Metastasis: Leveraging transcriptomics to identify potential therapeutics

By April 18, 2018April 23rd, 2021Publications

Five-year survival rates for patients whose cancer has metastasized are dramatically lower than for those with localized disease. However, few therapeutic development efforts specifically focus on inhibiting the process of metastasis.

 

Here we perform a systematic pan-cancer analysis of RNA-seq data from The Cancer Genome Atlas to identify targetable gene expression changes in primary tumors that confer metastatic potential. In 4,844 patients comprising 13 different cancer types, we construct a gene expression signature that captures consistent pan-cancer alterations that differ between primary tumors associated with node-negative disease with no recorded distant metastasis (N0 not M1) and primary tumors from patients with node-positive disease (N1, N2, or N3).
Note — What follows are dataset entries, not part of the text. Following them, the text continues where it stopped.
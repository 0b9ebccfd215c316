//! Domain model: tasks and their stages, graph entities, suggestions.

pub mod account;
pub mod ids;
pub mod outcome;
pub mod repository;
pub mod suggestion;
pub mod task;
pub mod user;

pub use self::account::Account;
pub use self::ids::{CorrelationId, Id, IdMarker, SuggestionId};
pub use self::outcome::{Outcome, OutcomeKind};
pub use self::repository::{Repository, Stargazer, split_full_name};
pub use self::suggestion::{RenderedSuggestion, Suggestion, SuggestionItem, SuggestionKind};
pub use self::task::{Stage, Task};
pub use self::user::{StarredRepository, User};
In order to identify potential therapeutic targets, we query this metastasis signature against drug-induced transcriptomic signatures from CMAP and LINCS. Among the top candidates is Chembl410456, which modulates the TGFβ and Wnt/β-catenin signaling pathways, among others. Genes upregulated in metastatic primary tumors and downregulated by Chembl410456 include SERPINE1 and TWIST1. We observe that low SERPINE1 and TWIST1 expression also associate with improved prognosis in multiple cancers, including colon adenocarcinoma (p=0.007 and p=0.014, respectively). Other top-ranked drugs also target the TGFβ signaling pathway. To summarize, we leverage public RNA-seq data to identify a pan-cancer metastatic signature that can be interrogated to systematically identify potential therapeutics that target metastasis. Building on this, we pinpoint antimetastasis drug candidates including several with mechanisms of action involving modulation of TGFβ and/or Wnt/β-catenin pathways.